This morning, for instance, I awoke from a recurring one. Unlike Gregor Samsa I had not been transformed overnight into a gigantic insect, but the Pterodactyl had been round again.
He's a bit different this one. He's a kind of 'Poetry Pterodactyl.' You've heard of Ted Hughes's 'Thought Fox'? Well, this chap runs along similar lines.
'Hi, I'm Ptery the Poetry Pterodactyl, you got a nice pantoum for me today? |
He's the Poetry Pterodactyl and he's come for his supper. According to the dream, he lives in a cave down near Hodnet in Shropshire, where the famous Follies are. As soon as we start to read he somehow senses what we're doing and flies north to find us. He homes in on our Muse and swoops down, splintering boughs and scattering brushwood, cawing for his fix. No-one seems particularly perturbed, although we are all in awe, he is rather large and very impressive. We've seen him before, he's a regular visitor and somehow we know he's not going to gobble us all up. One of us then takes some poems and feeds them to the monster, who gulps the A4 pages down greedily, swallows them and flies off with a final swooping and cawing. I don't know whether we all chant or invoke him in some way, the dream doesn't have that much detail, but we do give him some poems to eat and off he goes.
I don't know whether he represents anything, a terrible craving that must be fed, or whether he's a form of wish fulfilment for us poetic dabblers - a rapacious audience that does not exist. Perhaps I just eat too much cheese.
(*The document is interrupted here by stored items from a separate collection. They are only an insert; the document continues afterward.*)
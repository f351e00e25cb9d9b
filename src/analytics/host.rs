//! Capabilities exposed by the page hosting the tracking scripts.
//!
//! In a browser these are the `_gaq` array and the `ga` function injected by Google's scripts.
//! Both may be missing (script not loaded yet), so adapters resolve them on every send.

use std::collections::BTreeSet;
use std::sync::{Arc, Mutex};

use serde_json::Value;

/// The classic `_gaq` push queue.
pub trait CommandQueue: Send + Sync {
    fn push(&self, entry: Vec<Value>);
}

/// The universal `ga` command function.
pub trait TrackingFunction: Send + Sync {
    fn call(&self, args: &[Value]);
}

pub trait TrackingHost: Send + Sync {
    fn command_queue(&self) -> Option<Arc<dyn CommandQueue>>;

    fn tracking_function(&self) -> Option<Arc<dyn TrackingFunction>>;

    /// Opts the given account out of collection (`window['ga-disable-<id>']`).
    fn disable_tracker(&self, _id: &str) {}

    fn enable_trace_debugging(&self) {}
}

/// Records every entry handed to it, in order.
#[derive(Debug, Default)]
pub struct RecordingSink {
    entries: Mutex<Vec<Vec<Value>>>,
}

impl RecordingSink {
    pub fn entries(&self) -> Vec<Vec<Value>> {
        self.entries.lock().unwrap().clone()
    }

    pub fn len(&self) -> usize {
        self.entries.lock().unwrap().len()
    }

    pub fn is_empty(&self) -> bool {
        self.len() == 0
    }

    pub fn clear(&self) {
        self.entries.lock().unwrap().clear();
    }
}

impl CommandQueue for RecordingSink {
    fn push(&self, entry: Vec<Value>) {
        self.entries.lock().unwrap().push(entry);
    }
}

impl TrackingFunction for RecordingSink {
    fn call(&self, args: &[Value]) {
        self.entries.lock().unwrap().push(args.to_vec());
    }
}

#[derive(Debug, Default)]
struct MemoryHostState {
    command_queue: Option<Arc<RecordingSink>>,
    tracking_function: Option<Arc<RecordingSink>>,
    disabled: BTreeSet<String>,
    trace_debugging: bool,
}

/// In-process host that keeps what a page would receive in memory.
///
/// Targets start uninstalled; `install_*` models the script finishing its load.
#[derive(Debug, Default)]
pub struct MemoryHost {
    state: Mutex<MemoryHostState>,
}

impl MemoryHost {
    pub fn new() -> Self {
        Self::default()
    }

    /// Host with both targets already installed.
    pub fn loaded() -> Self {
        let host = Self::new();
        host.install_command_queue();
        host.install_tracking_function();
        host
    }

    pub fn install_command_queue(&self) -> Arc<RecordingSink> {
        self.state
            .lock()
            .unwrap()
            .command_queue
            .get_or_insert_with(Default::default)
            .clone()
    }

    pub fn install_tracking_function(&self) -> Arc<RecordingSink> {
        self.state
            .lock()
            .unwrap()
            .tracking_function
            .get_or_insert_with(Default::default)
            .clone()
    }

    pub fn uninstall_tracking_function(&self) {
        self.state.lock().unwrap().tracking_function = None;
    }

    pub fn uninstall_command_queue(&self) {
        self.state.lock().unwrap().command_queue = None;
    }

    /// Entries pushed onto the classic queue so far.
    pub fn queued(&self) -> Vec<Vec<Value>> {
        let sink = self.state.lock().unwrap().command_queue.clone();
        sink.map(|sink| sink.entries()).unwrap_or_default()
    }

    /// Calls made to the universal function so far.
    pub fn calls(&self) -> Vec<Vec<Value>> {
        let sink = self.state.lock().unwrap().tracking_function.clone();
        sink.map(|sink| sink.entries()).unwrap_or_default()
    }

    pub fn clear(&self) {
        let state = self.state.lock().unwrap();
        if let Some(sink) = &state.command_queue {
            sink.clear();
        }
        if let Some(sink) = &state.tracking_function {
            sink.clear();
        }
    }

    pub fn disabled_trackers(&self) -> Vec<String> {
        self.state.lock().unwrap().disabled.iter().cloned().collect()
    }

    pub fn trace_debugging(&self) -> bool {
        self.state.lock().unwrap().trace_debugging
    }
}

impl TrackingHost for MemoryHost {
    fn command_queue(&self) -> Option<Arc<dyn CommandQueue>> {
        self.state
            .lock()
            .unwrap()
            .command_queue
            .clone()
            .map(|sink| sink as Arc<dyn CommandQueue>)
    }

    fn tracking_function(&self) -> Option<Arc<dyn TrackingFunction>> {
        self.state
            .lock()
            .unwrap()
            .tracking_function
            .clone()
            .map(|sink| sink as Arc<dyn TrackingFunction>)
    }

    fn disable_tracker(&self, id: &str) {
        self.state.lock().unwrap().disabled.insert(id.to_string());
    }

    fn enable_trace_debugging(&self) {
        self.state.lock().unwrap().trace_debugging = true;
    }
}

#[cfg(test)]
mod tests {
    use super::*;
    use serde_json::json;

    #[test]
    fn targets_are_missing_until_installed() {
        let host = MemoryHost::new();
        assert!(host.command_queue().is_none());
        assert!(host.tracking_function().is_none());

        host.install_tracking_function();
        assert!(host.tracking_function().is_some());
        assert!(host.command_queue().is_none());
    }

    #[test]
    fn install_is_idempotent() {
        let host = MemoryHost::new();
        let first = host.install_command_queue();
        first.push(vec![json!("_setAccount"), json!("UA-1")]);
        let second = host.install_command_queue();
        assert_eq!(second.len(), 1);
    }

    #[test]
    fn records_calls_in_order() {
        let host = MemoryHost::loaded();
        let function = host.tracking_function().unwrap();
        function.call(&[json!("send"), json!("pageview")]);
        function.call(&[json!("set"), json!("page"), json!("/a")]);

        assert_eq!(
            host.calls(),
            vec![
                vec![json!("send"), json!("pageview")],
                vec![json!("set"), json!("page"), json!("/a")],
            ]
        );
        host.clear();
        assert!(host.calls().is_empty());
    }

    #[test]
    fn uninstall_drops_target() {
        let host = MemoryHost::loaded();
        host.uninstall_tracking_function();
        assert!(host.tracking_function().is_none());
        assert!(host.calls().is_empty());
    }

    #[test]
    fn tracks_disabled_accounts_and_trace_flag() {
        let host = MemoryHost::new();
        host.disable_tracker("UA-2");
        host.disable_tracker("UA-1");
        host.enable_trace_debugging();
        assert_eq!(host.disabled_trackers(), ["UA-1", "UA-2"]);
        assert!(host.trace_debugging());
    }
}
I have wierd dreams. I still have the occasional one where I wander into a room where there are bosses and former colleagues who disappear when I approach them or walk past me as though I'm not there. Those are redundancy dreams and only to be expected. They're getting less frequent as I get busier.
I don't know where all that leaves me with Ptery the Poetry Pterodactyl. Perhaps if I don't feed him, he'll go away?
But I've grown quite found of the chap ...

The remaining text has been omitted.